For Dark Iceland regulars, returning to Siglufjördur for the fourth in the series is like revisiting an old friend; familiar on the surface, but with a barely suppressed turmoil threatening to shatter the smooth veneer.
Ragnar Jónasson's atmospheric thrillers centre around this small, isolated fishing town encircled by mountains in the far north of Iceland. Cleverly, he avoids hiking the crime rate to Midsomer Murders levels by setting many of his books' dark misdeeds in the surrounding terrain.
In Rupture, Siglufjördur is once again cut off, reversing the recent accessibility of new tunnels with the quarantine of deadly infection. Worse still, its inhabitants are staying indoors and the claustrophobia police officer Ari Thór Arason experienced on first arriving in the town is back.
As a questionable means of staving off disquiet, Ari Thór investigates an old case of two young couples who moved to the uninhabited neighbouring fjord of Hedinsfjördur over fifty years ago. The sudden death of one of the women was written off as an accident and the survivors moved away. But the unearthing of a haunting new photograph shows the couples may not have been alone in their remote farmhouse, after all.

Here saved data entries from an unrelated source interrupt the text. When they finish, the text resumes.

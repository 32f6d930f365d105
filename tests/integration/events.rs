// tests/integration/events.rs

use employee_directory::audit_log;
use employee_directory::events::EventHub;

#[tokio::test]
async fn audit_macro_expands_outside_the_crate() {
    let hub = EventHub::new();
    let mut rx = hub.subscribe();

    audit_log!(hub, "employees.import", "org-1", None, "imported" => 3);

    let event = rx.recv().await.unwrap();
    assert_eq!(event.action, "employees.import");
    assert_eq!(event.client, None);
    assert_eq!(event.metadata["imported"], "3");
}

Ari Thór enlists the help of news reporter Ísrún, based in Reykjavik, who made her first welcome appearance in Jónasson's previous novel Blackout. Ísrún, a young woman with a backstory every bit as complex as Ari Thór's, is increasingly caught up in a tangled web of her own; an unexplained murder and a child taken away from his mother in plain sight. Besides the personal and social tragedy, a political scandal looms; the repercussions of her journalistic investigation threaten to reach to the very top of Icelandic government.
Once again translated by Quentin Bates, Jónasson plays to his strengths in Rupture. His writing has taken on the confidence and suspenseful skill of a master craftsman perfecting his piece; layer upon layer of meticulous detail patiently added and left to unsettle the reader's mind. Each character and event adds to the mix; there is no superfluity here. As a resolution to dark secrets approaches, through a combination of his characters' ingenuity and a writer's sleight of hand, Jónasson leaves you wanting to know more.

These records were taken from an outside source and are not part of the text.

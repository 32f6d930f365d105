// src/query.rs

//! Поиск, фильтрация и пагинация записей одной организации.
//!
//! Порядок результата: по возрастанию `id`. Идентификатор уникален внутри
//! организации, поэтому порядок полный и не зависит от порядка хранения.

use serde::{Deserialize, Serialize};

use crate::models::{Employee, EmployeeStatus, OptionalField};

pub const DEFAULT_PAGE: u64 = 1;
pub const DEFAULT_PAGE_SIZE: u64 = 50;

/// Атрибуты, по которым работает текстовый поиск (company не входит)
const SEARCHABLE: [OptionalField; 3] = [
    OptionalField::Department,
    OptionalField::Position,
    OptionalField::Location,
];

/// Параметры поиска сотрудников
#[derive(Debug, Clone, Default, PartialEq, Serialize, Deserialize)]
pub struct EmployeeQuery {
    pub search: Option<String>,
    pub statuses: Vec<String>,
    pub locations: Vec<String>,
    pub companies: Vec<String>,
    pub departments: Vec<String>,
    pub positions: Vec<String>,
    pub include_terminated: bool,
    pub page: i64,
    pub page_size: i64,
}

impl EmployeeQuery {
    /// Номер страницы; значения меньше 1 заменяются на 1
    pub fn effective_page(&self) -> u64 {
        if self.page <= 0 {
            DEFAULT_PAGE
        } else {
            self.page as u64
        }
    }

    /// Размер страницы; значения меньше 1 заменяются на 50
    pub fn effective_page_size(&self) -> u64 {
        if self.page_size <= 0 {
            DEFAULT_PAGE_SIZE
        } else {
            self.page_size as u64
        }
    }

    /// Нормализованная строка поиска; пустая считается отсутствующей
    fn needle(&self) -> Option<String> {
        self.search
            .as_deref()
            .map(str::trim)
            .filter(|s| !s.is_empty())
            .map(str::to_lowercase)
    }

    fn attribute_filters(&self) -> [(OptionalField, &[String]); 4] {
        [
            (OptionalField::Location, self.locations.as_slice()),
            (OptionalField::Company, self.companies.as_slice()),
            (OptionalField::Department, self.departments.as_slice()),
            (OptionalField::Position, self.positions.as_slice()),
        ]
    }

    /// Проходит ли запись все активные фильтры
    pub fn matches(&self, employee: &Employee) -> bool {
        self.matches_with(employee, self.needle().as_deref())
    }

    fn matches_with(&self, employee: &Employee, needle: Option<&str>) -> bool {
        if !self.include_terminated && employee.status == EmployeeStatus::Terminated {
            return false;
        }

        if !self.statuses.is_empty()
            && !self.statuses.iter().any(|s| s == employee.status.as_str())
        {
            return false;
        }

        for (field, allowed) in self.attribute_filters() {
            if allowed.is_empty() {
                continue;
            }
            match employee.attribute(field) {
                Some(value) if allowed.iter().any(|a| a == value) => {}
                _ => return false,
            }
        }

        match needle {
            None => true,
            Some(needle) => {
                let contains = |value: &str| value.to_lowercase().contains(needle);
                contains(employee.first_name.as_str())
                    || contains(employee.last_name.as_str())
                    || SEARCHABLE
                        .iter()
                        .filter_map(|field| employee.attribute(*field))
                        .any(contains)
            }
        }
    }
}

/// Результат поиска: страница и общее число совпадений до пагинации
#[derive(Debug, Clone, PartialEq)]
pub struct QueryPage<T> {
    pub items: Vec<T>,
    pub total: u64,
    pub page: u64,
    pub page_size: u64,
}

impl<T> QueryPage<T> {
    pub fn map<U>(self, f: impl FnMut(T) -> U) -> QueryPage<U> {
        QueryPage {
            items: self.items.into_iter().map(f).collect(),
            total: self.total,
            page: self.page,
            page_size: self.page_size,
        }
    }

    pub fn last_page(&self) -> u64 {
        self.total.div_ceil(self.page_size.max(1))
    }
}

/// Отфильтровать записи организации и вырезать запрошенную страницу.
///
/// Записи чужих организаций отбрасываются до фильтрации.
pub fn evaluate(org_id: &str, records: &[Employee], query: &EmployeeQuery) -> QueryPage<Employee> {
    let needle = query.needle();

    let mut matched: Vec<&Employee> = records
        .iter()
        .filter(|e| e.organization_id == org_id)
        .filter(|e| query.matches_with(e, needle.as_deref()))
        .collect();
    matched.sort_by_key(|e| e.id);

    let page = query.effective_page();
    let page_size = query.effective_page_size();
    let total = matched.len() as u64;

    let offset = (page - 1).saturating_mul(page_size);
    let items = if offset >= total {
        Vec::new()
    } else {
        matched
            .into_iter()
            .skip(offset as usize)
            .take(page_size as usize)
            .cloned()
            .collect()
    };

    QueryPage {
        items,
        total,
        page,
        page_size,
    }
}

Will Ari Thór's twisting relationship with his girlfriend Kristín work out this time? Can Ísrún overcome her personal problems to find a measure of tranquillity? It's testament to his seamless characterisation that, by the end of the novel, these questions are as critical as the resolution of the crimes.
Rupture is published in paperback on 15 January 2017 by Orenda Books, an ebook version is already available. Many thanks to Karen at Orenda for my review copy.